Russia-Ukraine conflict – a view from Argentina

by Atilio A. Borón*

zf. The press in Latin America reports on the war in Ukraine in a much more differentiated way than Western media do. The following commentary by Atilio A. Borón appeared in “Página 12” from Argentina, one of the most renowned daily newspapers in Latin America. Borón appeared as one example among many.

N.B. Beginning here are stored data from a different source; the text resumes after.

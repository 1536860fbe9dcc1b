//! pooldb
//!
//! A pooled relational database access layer for SQLite, PostgreSQL and
//! MySQL. One [`PoolManager`] owns the connection pool; a [`QueryExecutor`]
//! built on it runs parameterized statements, stored procedures and atomic
//! multi-statement transactions, releasing every connection it checks out.

pub mod config;
pub mod db;
pub mod error;
pub mod models;

pub use config::{Config, PoolConfig};
pub use db::{PoolManager, QueryExecutor};
pub use error::{DbError, DbResult, PoolError};
pub use models::{
    BindValue, BoundStatement, ColumnValues, InsertOutcome, OutKind, PoolStats, ProcedureArg,
    ProcedureResult, QueryOptions, Row, TransactionUnit,
};
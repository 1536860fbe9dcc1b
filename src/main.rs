//! pooldb - run statements through a pooled database connection.

use clap::Parser;
use pooldb::config::{Command, Config, PoolConfig};
use pooldb::{BindValue, PoolManager, QueryExecutor, QueryOptions};
use serde_json::Value as JsonValue;
use std::error::Error;
use std::sync::Arc;
use tracing::{error, info};
use tracing_subscriber::{EnvFilter, fmt, layer::SubscriberExt, util::SubscriberInitExt};

/// Initialize the tracing subscriber.
fn init_tracing(config: &Config) {
    let filter =
        EnvFilter::try_from_default_env().unwrap_or_else(|_| EnvFilter::new(&config.log_level));

    let subscriber = tracing_subscriber::registry().with(filter);

    if config.json_logs {
        subscriber.with(fmt::layer().json()).init();
    } else {
        subscriber
            .with(fmt::layer().with_target(true).with_thread_ids(false))
            .init();
    }
}

/// Bind arguments are JSON literals (`42`, `true`, `null`, `"text"`);
/// anything that doesn't parse is taken as plain text.
fn parse_bind(raw: &str) -> BindValue {
    serde_json::from_str::<JsonValue>(raw)
        .map(BindValue::from)
        .unwrap_or_else(|_| BindValue::Text(raw.to_string()))
}

async fn run(executor: &QueryExecutor, command: &Command) -> Result<JsonValue, Box<dyn Error>> {
    match command {
        Command::Ping => {
            executor.pool().initialize().await?;
            Ok(serde_json::to_value(executor.pool().statistics().await)?)
        }
        Command::Query {
            sql,
            binds,
            max_rows,
        } => {
            let binds: Vec<BindValue> = binds.iter().map(|b| parse_bind(b)).collect();
            let mut options = QueryOptions::new();
            options.max_rows = *max_rows;
            let rows = executor.query(sql, &binds, &options).await?;
            Ok(serde_json::to_value(rows)?)
        }
        Command::Execute {
            sql,
            binds,
            dry_run,
        } => {
            let binds: Vec<BindValue> = binds.iter().map(|b| parse_bind(b)).collect();
            let rows_affected = executor.execute(sql, &binds, !dry_run).await?;
            Ok(serde_json::json!({
                "rows_affected": rows_affected,
                "committed": !dry_run,
            }))
        }
        Command::Count { table } => {
            let count = executor.row_count(table).await?;
            Ok(serde_json::json!({ "table": table, "count": count }))
        }
        Command::Stats => {
            executor
                .get_one("SELECT 1", &[], &QueryOptions::default())
                .await?;
            Ok(serde_json::to_value(executor.pool().statistics().await)?)
        }
    }
}

#[tokio::main]
async fn main() -> Result<(), Box<dyn Error>> {
    // Parse configuration from command line and environment
    let config = Config::parse();

    // Initialize logging
    init_tracing(&config);

    info!("Starting pooldb v{}", env!("CARGO_PKG_VERSION"));

    PoolConfig::warn_missing_env();
    config.pool.log_summary();

    let manager = Arc::new(PoolManager::new(config.pool.clone()));
    let executor = QueryExecutor::new(Arc::clone(&manager));

    let outcome = run(&executor, &config.command).await;
    manager.shutdown(config.pool.drain_timeout()).await?;

    match outcome {
        Ok(output) => {
            println!("{}", serde_json::to_string_pretty(&output)?);
            Ok(())
        }
        Err(e) => {
            error!(error = %e, "Command failed");
            Err(e)
        }
    }
}
//! Connection-related data models.
//!
//! This module defines the backend type detection and the pool statistics
//! snapshot returned by the pool manager.

use chrono::{DateTime, Utc};
use serde::{Deserialize, Serialize};

/// Supported database types.
#[derive(Debug, Clone, Copy, PartialEq, Eq, Hash, Serialize, Deserialize)]
#[serde(rename_all = "lowercase")]
pub enum DatabaseType {
    PostgreSQL,
    /// Includes MariaDB
    MySQL,
    SQLite,
}

impl DatabaseType {
    /// Parse database type from a connection string.
    pub fn from_connection_string(connection_string: &str) -> Option<Self> {
        let lower = connection_string.trim().to_lowercase();
        if lower.starts_with("postgres://") || lower.starts_with("postgresql://") {
            Some(Self::PostgreSQL)
        } else if lower.starts_with("mysql://") || lower.starts_with("mariadb://") {
            Some(Self::MySQL)
        } else if lower.starts_with("sqlite://") || lower.starts_with("sqlite:") {
            Some(Self::SQLite)
        } else {
            None
        }
    }

    /// Get the display name for this database type.
    pub fn display_name(&self) -> &'static str {
        match self {
            Self::PostgreSQL => "PostgreSQL",
            Self::MySQL => "MySQL",
            Self::SQLite => "SQLite",
        }
    }

    /// Get the default port for this database type.
    pub fn default_port(&self) -> Option<u16> {
        match self {
            Self::PostgreSQL => Some(5432),
            Self::MySQL => Some(3306),
            Self::SQLite => None,
        }
    }

    /// Render the positional placeholder for the 1-based bind `position`.
    ///
    /// PostgreSQL numbers its placeholders (`$1`, `$2`, ...); MySQL and SQLite
    /// use anonymous `?` markers filled in order.
    pub fn placeholder(&self, position: usize) -> String {
        match self {
            Self::PostgreSQL => format!("${}", position),
            Self::MySQL | Self::SQLite => "?".to_string(),
        }
    }

    /// Whether `INSERT ... RETURNING` is available for generated keys.
    pub fn supports_returning(&self) -> bool {
        matches!(self, Self::PostgreSQL | Self::SQLite)
    }

    /// Whether stored procedures can be invoked.
    pub fn supports_procedures(&self) -> bool {
        matches!(self, Self::PostgreSQL | Self::MySQL)
    }
}

impl std::fmt::Display for DatabaseType {
    fn fmt(&self, f: &mut std::fmt::Formatter<'_>) -> std::fmt::Result {
        write!(f, "{}", self.display_name())
    }
}

/// Point-in-time occupancy and throughput counters for the pool.
#[derive(Debug, Clone, Serialize)]
pub struct PoolStats {
    pub db_type: DatabaseType,
    /// Open connections, idle or in use
    pub size: u32,
    pub idle: usize,
    /// Connections currently held by callers
    pub active: usize,
    /// Highest `active` value observed since the manager was created
    pub peak_active: usize,
    pub min_size: u32,
    pub max_size: u32,
    pub increment: u32,
    pub total_acquired: u64,
    pub total_released: u64,
    pub acquire_failures: u64,
    /// Number of pools created by this manager (re-initialization after shutdown increments it)
    pub generation: u64,
    pub created_at: DateTime<Utc>,
}

impl PoolStats {
    /// Connections open but not held by a caller.
    pub fn available(&self) -> usize {
        self.idle
    }

    /// Check whether every acquired connection has been returned.
    pub fn is_balanced(&self) -> bool {
        self.total_acquired == self.total_released && self.active == 0
    }
}

#[cfg(test)]
mod tests {
    use super::*;

    #[test]
    fn test_detect_database_type() {
        assert_eq!(
            DatabaseType::from_connection_string("postgres://u:p@localhost/db"),
            Some(DatabaseType::PostgreSQL)
        );
        assert_eq!(
            DatabaseType::from_connection_string("MARIADB://localhost/db"),
            Some(DatabaseType::MySQL)
        );
        assert_eq!(
            DatabaseType::from_connection_string("sqlite:data.db"),
            Some(DatabaseType::SQLite)
        );
        assert_eq!(
            DatabaseType::from_connection_string("localhost:1521/ORCLPDB1"),
            None
        );
    }

    #[test]
    fn test_placeholders() {
        assert_eq!(DatabaseType::PostgreSQL.placeholder(3), "$3");
        assert_eq!(DatabaseType::MySQL.placeholder(3), "?");
        assert_eq!(DatabaseType::SQLite.placeholder(1), "?");
    }

    #[test]
    fn test_capabilities() {
        assert!(DatabaseType::SQLite.supports_returning());
        assert!(!DatabaseType::MySQL.supports_returning());
        assert!(!DatabaseType::SQLite.supports_procedures());
    }
}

As the Russian occupation of Ukraine expands – and I say “occupation” to use the term applied to invasions that have the blessing of the established powers: Occupation of Iraq, Libya, Syria, the Palestinian territories, etc., questions are piling up about the nature and meaning of this operation. The supposed “truths” and “proofs” provided by the Western press from its flagships in the United States and Europe must be totally rejected out of hand, because what these media spread is blatant propaganda. Of course, from a purely military point of view, it is correct that Russia has “invaded” Ukraine. But since “war is the continuation of politics by other means”, as von Clausewitz said, this military deployment must be assessed and interpreted according to the political premises that give it its meaning. This is what we will try to do in the following.
    And these premises are quite clear: Russia took this extraordinary measure, which in and of itself is condemnable, in response to thirty years of attacks that began after the collapse of the Soviet Union. Some time ago, Vladimir Putin said to Western leaders with his usual forcefulness: “You were not content to defeat Russia in the Cold War. You humiliated it.” The political (and military) struggle is not an abstract exercise or a contest of gestures or rhetorical phrases. For this reason, “invasion”, which on a simple level presents itself with absolute and unwavering clarity in the fierce struggle in the mud and blood of history, appears in a completely different meaning: as a defensive response to endless and unjustified harassment.
    After the collapse of the USSR, Russia dissolved the Warsaw Pact, established a political system of government modelled on the European democracies, established a deeply oligarchic capitalism with mafia-like methods, opened its economy to foreign capital and even toyed with the idea of joining NATO.
    Despite all these efforts to conform to the ideological-political consensus of the West, Russia was seen, as in Soviet times, as a deviant actor in the international system, an enemy to be protected from and at the same time prevented from protecting itself, because while international security is non-negotiable for the United States and its European allies, Russia is not granted such a privilege.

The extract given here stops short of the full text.